→ WHAT THIS TASK INVOLVES
Your task is to copy each line of the records that includes the string "icon".

→ Stored data entries
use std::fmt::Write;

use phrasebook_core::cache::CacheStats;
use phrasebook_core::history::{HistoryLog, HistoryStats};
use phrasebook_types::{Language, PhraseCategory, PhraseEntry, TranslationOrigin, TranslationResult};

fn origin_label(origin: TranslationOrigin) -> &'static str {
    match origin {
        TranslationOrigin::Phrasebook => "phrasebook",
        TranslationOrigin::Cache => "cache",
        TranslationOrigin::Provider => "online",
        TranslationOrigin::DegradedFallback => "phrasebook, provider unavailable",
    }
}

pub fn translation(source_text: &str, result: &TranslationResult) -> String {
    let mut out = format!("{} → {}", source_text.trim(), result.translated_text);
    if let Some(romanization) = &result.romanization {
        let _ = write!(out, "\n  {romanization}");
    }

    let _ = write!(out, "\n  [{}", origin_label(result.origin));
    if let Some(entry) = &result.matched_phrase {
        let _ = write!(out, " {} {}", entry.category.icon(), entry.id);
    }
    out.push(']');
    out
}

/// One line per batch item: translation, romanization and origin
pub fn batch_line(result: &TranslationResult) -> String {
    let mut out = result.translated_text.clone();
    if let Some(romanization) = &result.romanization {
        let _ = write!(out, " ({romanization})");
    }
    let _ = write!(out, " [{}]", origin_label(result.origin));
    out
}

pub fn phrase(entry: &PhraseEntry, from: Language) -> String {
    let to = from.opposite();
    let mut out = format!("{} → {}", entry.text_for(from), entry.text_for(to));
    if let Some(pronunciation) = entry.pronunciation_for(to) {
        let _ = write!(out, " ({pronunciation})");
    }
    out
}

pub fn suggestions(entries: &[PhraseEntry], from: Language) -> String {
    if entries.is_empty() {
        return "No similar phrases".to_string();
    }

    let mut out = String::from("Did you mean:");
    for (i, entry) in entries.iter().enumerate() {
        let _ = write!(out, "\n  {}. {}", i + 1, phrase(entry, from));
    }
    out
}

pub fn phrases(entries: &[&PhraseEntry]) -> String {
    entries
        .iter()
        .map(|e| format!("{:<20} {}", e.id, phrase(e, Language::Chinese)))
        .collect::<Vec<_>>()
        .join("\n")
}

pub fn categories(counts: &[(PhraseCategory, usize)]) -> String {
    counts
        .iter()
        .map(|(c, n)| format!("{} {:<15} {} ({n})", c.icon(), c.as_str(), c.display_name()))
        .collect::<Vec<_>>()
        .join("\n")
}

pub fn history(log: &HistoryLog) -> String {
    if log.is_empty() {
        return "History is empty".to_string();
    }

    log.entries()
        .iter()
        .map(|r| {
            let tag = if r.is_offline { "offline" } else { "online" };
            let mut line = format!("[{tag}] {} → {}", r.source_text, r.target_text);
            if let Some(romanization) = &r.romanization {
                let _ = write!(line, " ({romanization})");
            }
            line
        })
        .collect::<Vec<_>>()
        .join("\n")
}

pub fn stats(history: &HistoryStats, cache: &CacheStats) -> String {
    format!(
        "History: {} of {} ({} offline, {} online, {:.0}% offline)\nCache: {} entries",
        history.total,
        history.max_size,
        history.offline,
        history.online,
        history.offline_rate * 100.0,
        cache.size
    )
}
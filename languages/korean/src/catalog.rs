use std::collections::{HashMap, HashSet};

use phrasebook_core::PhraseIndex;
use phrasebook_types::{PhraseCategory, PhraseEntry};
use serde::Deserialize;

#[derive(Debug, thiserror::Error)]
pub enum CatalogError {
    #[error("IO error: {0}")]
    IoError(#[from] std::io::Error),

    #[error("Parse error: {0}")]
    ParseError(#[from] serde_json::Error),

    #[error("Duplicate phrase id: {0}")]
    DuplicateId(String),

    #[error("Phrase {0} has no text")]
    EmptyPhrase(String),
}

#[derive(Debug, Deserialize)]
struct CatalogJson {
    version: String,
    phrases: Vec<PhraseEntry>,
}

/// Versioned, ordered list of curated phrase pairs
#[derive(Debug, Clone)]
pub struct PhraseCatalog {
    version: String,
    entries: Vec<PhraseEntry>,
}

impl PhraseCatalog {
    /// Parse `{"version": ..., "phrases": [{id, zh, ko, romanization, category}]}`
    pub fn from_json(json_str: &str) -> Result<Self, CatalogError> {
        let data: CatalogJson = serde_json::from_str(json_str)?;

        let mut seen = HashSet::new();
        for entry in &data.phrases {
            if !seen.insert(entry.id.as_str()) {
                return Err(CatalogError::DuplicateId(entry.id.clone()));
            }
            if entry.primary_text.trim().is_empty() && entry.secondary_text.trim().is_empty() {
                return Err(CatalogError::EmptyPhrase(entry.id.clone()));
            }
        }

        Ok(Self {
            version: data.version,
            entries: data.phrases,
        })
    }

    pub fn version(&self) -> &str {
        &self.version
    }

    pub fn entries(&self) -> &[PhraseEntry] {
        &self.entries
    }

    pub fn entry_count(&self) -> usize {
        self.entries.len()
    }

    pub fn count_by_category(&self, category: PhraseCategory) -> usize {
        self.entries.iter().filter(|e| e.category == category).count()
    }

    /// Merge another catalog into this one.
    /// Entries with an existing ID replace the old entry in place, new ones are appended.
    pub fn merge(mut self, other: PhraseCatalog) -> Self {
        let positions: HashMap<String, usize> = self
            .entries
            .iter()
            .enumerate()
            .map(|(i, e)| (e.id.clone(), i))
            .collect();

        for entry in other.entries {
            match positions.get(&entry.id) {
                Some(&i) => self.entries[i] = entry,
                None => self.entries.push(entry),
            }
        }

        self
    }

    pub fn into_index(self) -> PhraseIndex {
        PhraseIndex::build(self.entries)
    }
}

→ OUTPUT BELOW
        let _ = write!(out, " {} {}", entry.category.icon(), entry.id);
        .map(|(c, n)| format!("{} {:<15} {} ({n})", c.icon(), c.as_str(), c.display_name()))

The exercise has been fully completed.